DEEP VALLEY BLUES - Demonic Sunset
(2019 - Volcano Records)voto:
Dalla Calabria, terra aspra capace fra l'altro di dividere due mari e respingere un maremoto, provengono questi quattro lestofanti delle 12 note. Nati nel 2016, dopo un primo EP autoprodotto ed autoregistrato, sfornano questo cd contenente 8 pezzi dal titolo emblematico "Demonic Sunset".
La cosa che balza subito alle orecchie è il calore tipico del sud che fuoriesce dal lavoro, è l'energia pura della baldanzosità tipica dell'epoca giovanile e tutto il sudore marcio mischiato ad innumerevoli sigarette arrotolate lasciato in sala prove.
Un invito, quello dei catanzaresi, alla più sensuale delle danze macabre, riscaldata da un sole traballante, come in quadro impressionistico, che sta per svanire in un sogno lisergico frutto della fervida immaginazione del buon sopito Castaneda. Un gioco fatto di ombre e luci dove ci si ritrova spesso accecati dalle sonorità talvolta in decadenza romantica post anni 60: è un cortocircuitare continuo di ampio respiro, di un agghiacciante soffocamento implodente in un loop remoto, un rollio di un veliero alla deriva che ti porta soltanto in apparenza ad uno spaesamento, ad una sorta di black out.

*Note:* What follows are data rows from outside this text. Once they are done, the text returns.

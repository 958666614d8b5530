use parking_lot::Mutex;
use std::collections::VecDeque;
use std::sync::Arc;
use std::sync::atomic::{AtomicBool, Ordering};
use std::time::Duration;
use tokio::sync::{mpsc, watch};
use tokio::task::JoinHandle;
use tokio::time::Instant;
use tracing::{debug, trace, warn};
use voicewire_types::{OpCode, encode_envelope};

// Maximum length of array of latencies because we don't like to keep it
// around 10,000+ entries.
const LATENCIES_MAX_LEN: usize = 1000;

/// The server's interval is shortened by this factor so that a slow
/// network does not make us miss the deadline.
const INTERVAL_MARGIN: f64 = 0.75;

/// Keeps the control channel alive and notices when the peer stops answering.
///
/// Each cycle sleeps for the (shortened) interval, checks that the previous
/// heartbeat was acknowledged and sends a new one. A missed acknowledgement
/// calls the lost callback once per [`start`].
///
/// [`start`]: Heartbeater::start
pub(crate) struct Heartbeater {
    shared: Arc<Shared>,
    task: Mutex<Option<JoinHandle<()>>>,
}

struct Shared {
    acknowledged: AtomicBool,
    lost_reported: AtomicBool,
    killed: AtomicBool,
    paused: watch::Sender<bool>,
    outbound: mpsc::UnboundedSender<String>,
    on_lost: Box<dyn Fn() + Send + Sync>,
    stats: Mutex<Stats>,
    epoch: Instant,
}

#[derive(Default)]
struct Stats {
    /// Indicates when the last heartbeat was sent.
    sent: Option<Instant>,

    // VecDeque is faster than Vec with this case here.
    latencies: VecDeque<Duration>,
}

impl Heartbeater {
    pub fn new(
        outbound: mpsc::UnboundedSender<String>,
        on_lost: impl Fn() + Send + Sync + 'static,
    ) -> Self {
        let (paused, _) = watch::channel(true);
        Self {
            shared: Arc::new(Shared {
                acknowledged: AtomicBool::new(false),
                lost_reported: AtomicBool::new(false),
                killed: AtomicBool::new(false),
                paused,
                outbound,
                on_lost: Box::new(on_lost),
                stats: Mutex::new(Stats::default()),
                epoch: Instant::now(),
            }),
            task: Mutex::new(None),
        }
    }

    /// (Re)starts the cycle with the server-provided `interval`.
    ///
    /// Replaces any running cycle and re-arms the lost callback.
    pub fn start(&self, interval: Duration) {
        if self.shared.killed.load(Ordering::SeqCst) {
            return;
        }

        let interval = Duration::try_from_secs_f64(interval.as_secs_f64() * INTERVAL_MARGIN)
            .unwrap_or(interval);
        debug!(?interval, "starting heartbeats");

        let mut task = self.task.lock();
        if let Some(old) = task.take() {
            old.abort();
        }

        self.shared.lost_reported.store(false, Ordering::SeqCst);
        self.shared.stats.lock().sent = None;
        self.shared.paused.send_replace(false);
        *task = Some(tokio::spawn(cycle(self.shared.clone(), interval)));
    }

    /// Records an acknowledgement from the server.
    pub fn ack(&self) {
        self.shared.acknowledged.store(true, Ordering::SeqCst);

        let mut stats = self.shared.stats.lock();
        if let Some(sent) = stats.sent.take() {
            if stats.latencies.len() == LATENCIES_MAX_LEN {
                stats.latencies.pop_front();
            }

            let latency = sent.elapsed();
            stats.latencies.push_back(latency);
            trace!(?latency, "heartbeat acknowledged");
        }
    }

    pub fn pause(&self) {
        self.shared.paused.send_replace(true);
    }

    pub fn resume(&self) {
        if !self.shared.killed.load(Ordering::SeqCst) {
            self.shared.paused.send_replace(false);
        }
    }

    /// Stops the cycle for good.
    pub fn kill(&self) {
        if self.shared.killed.swap(true, Ordering::SeqCst) {
            return;
        }

        self.shared.paused.send_replace(true);
        if let Some(task) = self.task.lock().take() {
            task.abort();
        }
        debug!("heartbeats stopped");
    }

    pub fn is_killed(&self) -> bool {
        self.shared.killed.load(Ordering::SeqCst)
    }

    /// Snapshot of the latencies observed so far.
    pub fn info(&self) -> HeartbeatInfo {
        let stats = self.shared.stats.lock();
        HeartbeatInfo {
            recent: stats.latencies.back().copied(),
            average: average(&stats.latencies),
            samples: stats.latencies.len(),
        }
    }
}

impl Drop for Heartbeater {
    fn drop(&mut self) {
        if let Some(task) = self.task.get_mut().take() {
            task.abort();
        }
    }
}

impl std::fmt::Debug for Heartbeater {
    fn fmt(&self, f: &mut std::fmt::Formatter<'_>) -> std::fmt::Result {
        f.debug_struct("Heartbeater")
            .field("paused", &*self.shared.paused.borrow())
            .field("killed", &self.shared.killed.load(Ordering::Relaxed))
            .field("latencies", &self.shared.stats.lock().latencies.len())
            .finish_non_exhaustive()
    }
}

async fn cycle(shared: Arc<Shared>, interval: Duration) {
    let mut paused = shared.paused.subscribe();
    loop {
        // Waiting on both sides of the sleep keeps a paused cycle from
        // firing the moment it is resumed with stale acknowledgement state.
        if paused.wait_for(|paused| !paused).await.is_err() {
            return;
        }
        tokio::time::sleep(interval).await;
        if paused.wait_for(|paused| !paused).await.is_err() {
            return;
        }

        if !shared.acknowledged.swap(false, Ordering::SeqCst)
            && !shared.lost_reported.swap(true, Ordering::SeqCst)
        {
            warn!("heartbeat was not acknowledged, connection is considered lost");
            (shared.on_lost)();
        }

        let nonce = u64::try_from(shared.epoch.elapsed().as_millis()).unwrap_or(u64::MAX);
        let payload = match encode_envelope(OpCode::Heartbeat, &nonce) {
            Ok(payload) => payload,
            Err(error) => {
                warn!(?error, "could not encode heartbeat");
                continue;
            }
        };

        shared.stats.lock().sent = Some(Instant::now());
        if shared.outbound.send(payload).is_err() {
            return;
        }
        trace!(nonce, "heartbeat sent");
    }
}

/// Heartbeat statistics of the connection as of the time when
/// [`VoiceClient::heartbeat`] is being called.
///
/// [`VoiceClient::heartbeat`]: super::VoiceClient::heartbeat
#[derive(Debug, Clone, Copy, PartialEq, Eq)]
pub struct HeartbeatInfo {
    /// Latency of the most recent acknowledged heartbeat.
    pub recent: Option<Duration>,

    /// Average over the retained latencies.
    pub average: Option<Duration>,

    /// How many latencies are retained.
    pub samples: usize,
}

fn average(latencies: &VecDeque<Duration>) -> Option<Duration> {
    // Clippy:
    // The value of LATENCIES_MAX_LEN is less than a million so we're
    // not concerned about the truncation or something.
    #[allow(clippy::cast_possible_truncation)]
    let len = latencies.len().min(LATENCIES_MAX_LEN) as u32;
    latencies
        .iter()
        .fold(Duration::ZERO, |acc, entry| acc + *entry)
        .checked_div(len)
}
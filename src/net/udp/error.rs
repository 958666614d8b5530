use std::error::Error;
use std::fmt::Display;

#[derive(Debug)]
pub struct VoiceUdpError {
    pub(crate) kind: VoiceUdpErrorType,
    pub(crate) source: Option<Box<dyn Error + Send + Sync>>,
}

impl VoiceUdpError {
    #[must_use]
    pub fn kind(&self) -> &VoiceUdpErrorType {
        &self.kind
    }

    pub(crate) fn new(kind: VoiceUdpErrorType) -> Self {
        Self { kind, source: None }
    }

    pub(crate) fn with_source(
        kind: VoiceUdpErrorType,
        source: impl Into<Box<dyn Error + Send + Sync>>,
    ) -> Self {
        Self {
            kind,
            source: Some(source.into()),
        }
    }
}

impl Display for VoiceUdpError {
    fn fmt(&self, f: &mut std::fmt::Formatter<'_>) -> std::fmt::Result {
        match &self.kind {
            VoiceUdpErrorType::Connect => f.write_str("could not connect to the voice UDP server"),
            VoiceUdpErrorType::DiscoveringIp => f.write_str("could not discover external IP address"),
            VoiceUdpErrorType::Configuration(issue) => {
                f.write_str("could not configure media encryption: ")?;
                f.write_str(match issue {
                    ConfigurationIssue::AlreadyConfigured => "already configured",
                    ConfigurationIssue::NotDiscovered => "IP discovery has not completed",
                    ConfigurationIssue::Unavailable => "encryption mode is not available",
                })
            }
            VoiceUdpErrorType::NotConfigured => f.write_str("media transport is not configured"),
            VoiceUdpErrorType::Encrypting => f.write_str("could not encrypt media packet"),
            VoiceUdpErrorType::Sending => f.write_str("could not send UDP packet"),
        }
    }
}

impl Error for VoiceUdpError {
    fn source(&self) -> Option<&(dyn Error + 'static)> {
        self.source
            .as_ref()
            .map(|source| &**source as &(dyn Error + 'static))
    }
}

#[derive(Debug, Clone, Copy, PartialEq, Eq)]
#[non_exhaustive]
pub enum VoiceUdpErrorType {
    /// Could not bind or connect the local socket.
    Connect,

    /// Could not perform IP discovery, or the response made no sense.
    DiscoveringIp,

    /// Secret key could not be installed.
    Configuration(ConfigurationIssue),

    /// Tried to send media before a secret key was installed.
    NotConfigured,

    /// The cipher refused to seal a frame.
    Encrypting,

    /// Could not send a media packet.
    Sending,
}

#[derive(Debug, Clone, Copy, PartialEq, Eq)]
pub enum ConfigurationIssue {
    AlreadyConfigured,
    NotDiscovered,
    Unavailable,
}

Rob Zombie farebbe a gara per accaparrarsi i quattro giovini e far fare loro una sontuosa tournee come spalla.
Ogni pezzo ha in sè un qualcosa di intrinsecamente innovativo: sembra che la struttura armonica, seppur non contorta, sia un continuum spazio temporale evolutivo all'interno di ogni singola traccia. Tutto il lavoro svolto all'interno dell'album risente di questa impostazione e quindi anche l'ascolto è piacevolmente intriso di queste caratteristiche stilistiche. Mi ricordano tantissimo i lombardi No Fuzz dell'amico Mirko Zonca e i suoi progetti successivi ed in parallelo: cambi di intensità, passaggi di batteria che introducono altre atmosfere, assoli che non risultano estranei dal contesto generale. Prova esemplificativa di questi concetti è la strumentale "Lust Vegas".

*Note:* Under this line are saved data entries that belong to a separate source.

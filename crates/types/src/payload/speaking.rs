use bitflags::bitflags;
use serde::{Deserialize, Serialize};
use twilight_model::id::{Id, marker::UserMarker};

/// Speaking state of a media source.
///
/// Clients announce their own state with `delay` set and no `user_id`;
/// the server relays other participants' state with `user_id` set.
#[derive(Debug, Clone, PartialEq, Eq, Deserialize, Hash, Serialize)]
pub struct Speaking {
    pub speaking: SpeakingFlags,
    pub ssrc: u32,
    #[serde(default, skip_serializing_if = "Option::is_none")]
    pub user_id: Option<Id<UserMarker>>,
    #[serde(default, skip_serializing_if = "Option::is_none")]
    pub delay: Option<u32>,
}

impl Speaking {
    /// Announcement of our own speaking state for the given media source.
    #[must_use]
    pub const fn announce(speaking: SpeakingFlags, ssrc: u32) -> Self {
        Self {
            speaking,
            ssrc,
            user_id: None,
            delay: Some(0),
        }
    }
}

bitflags! {
    #[derive(Clone, Copy, Debug, Eq, Hash, PartialEq)]
    pub struct SpeakingFlags: u8 {
        const MICROPHONE = 1 << 0;
        const SOUNDSHARE = 1 << 1;
        const PRIORITY = 1 << 2;
    }
}

impl<'de> Deserialize<'de> for SpeakingFlags {
    fn deserialize<D>(deserializer: D) -> Result<Self, D::Error>
    where
        D: serde::Deserializer<'de>,
    {
        Ok(Self::from_bits_truncate(u8::deserialize(deserializer)?))
    }
}

impl Serialize for SpeakingFlags {
    fn serialize<S>(&self, serializer: S) -> Result<S::Ok, S::Error>
    where
        S: serde::Serializer,
    {
        serializer.serialize_u8(self.bits())
    }
}
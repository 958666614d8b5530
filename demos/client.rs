//! Joins a voice session described by environment variables and plays a
//! few seconds of silence.
//!
//! The values come from the voice state and voice server updates of the
//! main gateway: `VOICE_ENDPOINT`, `VOICE_TOKEN`, `SESSION_ID`, `GUILD_ID`
//! and `USER_ID`. A `.env` file works too.
use anyhow::{Context as _, Result};
use std::error::Error;
use std::str::FromStr;
use std::time::Duration;
use tracing::{info, warn};
use tracing_subscriber::EnvFilter;
use twilight_model::id::Id;
use voicewire::audio::{FRAME_DURATION, SILENCE_FRAME};
use voicewire::{ConnectionInfo, VoiceClient, VoiceClientOptions};

const PLAYBACK: Duration = Duration::from_secs(5);

fn parse_id_from_env<T>(env: &'static str) -> Result<Id<T>> {
    let content = dotenvy::var(env).with_context(|| format!("Missing `{env}` environment variable"))?;
    Id::<T>::from_str(&content).with_context(|| format!("could not parse snowflake of {env:?}"))
}

// Stands in for a real Opus encoder.
fn silence(_: &[f32], _: usize) -> Result<Vec<u8>, Box<dyn Error + Send + Sync>> {
    Ok(SILENCE_FRAME.to_vec())
}

#[tokio::main]
async fn main() -> Result<()> {
    tracing_subscriber::fmt()
        .with_env_filter(EnvFilter::from_default_env())
        .init();

    let info = ConnectionInfo {
        endpoint: dotenvy::var("VOICE_ENDPOINT").context("Missing `VOICE_ENDPOINT` environment variable")?,
        guild_id: parse_id_from_env("GUILD_ID")?,
        session_id: dotenvy::var("SESSION_ID").context("Missing `SESSION_ID` environment variable")?,
        token: dotenvy::var("VOICE_TOKEN")
            .context("Missing `VOICE_TOKEN` environment variable")?
            .into(),
        user_id: parse_id_from_env("USER_ID")?,
    };

    let client = VoiceClient::new(info, VoiceClientOptions::default())?;
    client.start()?;

    tokio::select! {
        _ = tokio::signal::ctrl_c() => {
            warn!("ctrl+c detected, closing voice client...");
            client.close().await?;
            return Ok(());
        }
        result = client.wait_ready() => result?,
    }
    info!("voice client is ready, playing silence");

    #[allow(clippy::cast_possible_truncation)]
    let frames = (PLAYBACK.as_millis() / FRAME_DURATION.as_millis()) as usize;
    let mut sink = client.audio_sink(silence);
    let playback = sink.play(futures::stream::iter(vec![[0.0_f32; 1920]; frames]));

    tokio::select! {
        _ = tokio::signal::ctrl_c() => warn!("ctrl+c detected, stopping playback..."),
        result = playback => result?,
    }

    info!(heartbeat = ?client.heartbeat(), "closing voice client");
    client.close().await?;
    Ok(())
}
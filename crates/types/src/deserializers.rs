pub mod ip_string {
    use serde::{Deserializer, Serializer};
    use std::{net::IpAddr, str::FromStr};

    pub fn deserialize<'de, D: Deserializer<'de>>(deserializer: D) -> Result<IpAddr, D::Error> {
        struct Visitor;

        impl serde::de::Visitor<'_> for Visitor {
            type Value = IpAddr;

            fn expecting(&self, f: &mut std::fmt::Formatter<'_>) -> std::fmt::Result {
                f.write_str("textual ip address")
            }

            fn visit_str<E>(self, v: &str) -> Result<Self::Value, E>
            where
                E: serde::de::Error,
            {
                IpAddr::from_str(v.trim()).map_err(serde::de::Error::custom)
            }
        }

        deserializer.deserialize_str(Visitor)
    }

    pub fn serialize<S: Serializer>(addr: &IpAddr, serializer: S) -> Result<S::Ok, S::Error> {
        serializer.collect_str(addr)
    }
}

/// Accepts both JSON integers and floats for millisecond durations.
pub mod millis {
    use serde::{Deserialize, Deserializer, Serializer};

    /// Largest interval accepted from the wire, a little over 49 days.
    pub const MAX: f64 = u32::MAX as f64;

    pub fn deserialize<'de, D: Deserializer<'de>>(deserializer: D) -> Result<f64, D::Error> {
        let value = f64::deserialize(deserializer)?;
        if value.is_finite() && value > 0.0 && value <= MAX {
            Ok(value)
        } else {
            Err(serde::de::Error::custom(
                "interval must be a positive number of milliseconds up to u32::MAX",
            ))
        }
    }

    // CLIPPY: serde requires to have the inner value referenced with #[serde(with = ...)].
    #[allow(clippy::trivially_copy_pass_by_ref)]
    pub fn serialize<S: Serializer>(value: &f64, serializer: S) -> Result<S::Ok, S::Error> {
        serializer.serialize_f64(*value)
    }
}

Il viaggio prosegue e si scivola nell'oblio sulle note di "Orange Yeah": tutta la prima parte dela canzone appare un rotolamento, un lento disgregarsi, quasi uno scioglimento di fronte alla calura estiva del vero sole assassino quello dal pallore arancione. Ma anche in questo pezzo i calabresi riescono a sorprenderci. All'altezza del minuto e 35 secondi netti l'apertura, con stacco di basso Negazione style, verso sonorità più vicine a Glenn Danzig è realmente spiazzante ed al tempo stesso di un piacere assoluto.
I gabbiani ed il soffio del vento preannunciano i saluti. I nostri si congedano con due pezzi meravigliosi, struggenti, corroboranti da ascoltare in cuffia a tutto volume. "Tired To Beg For" è un southern - stoner rorido di gocce di sudore, di schiene spezzate dalle fatiche, una canzone stracolma di speranze e riboccante di illusioni. Stanchi di chiedere ci salutano irriverenti con "Empire" una folk song dal gusto molto americano ma al contempo attaccata assai alle radici della propria terra di origine.
Veramente interessanti; contattarli non costa nulla; tenete sotto occhio le date in giro per l'Italia e se suonano vicini alla vostra zona un salto potete anche farlo perchè non rimarrete delusi.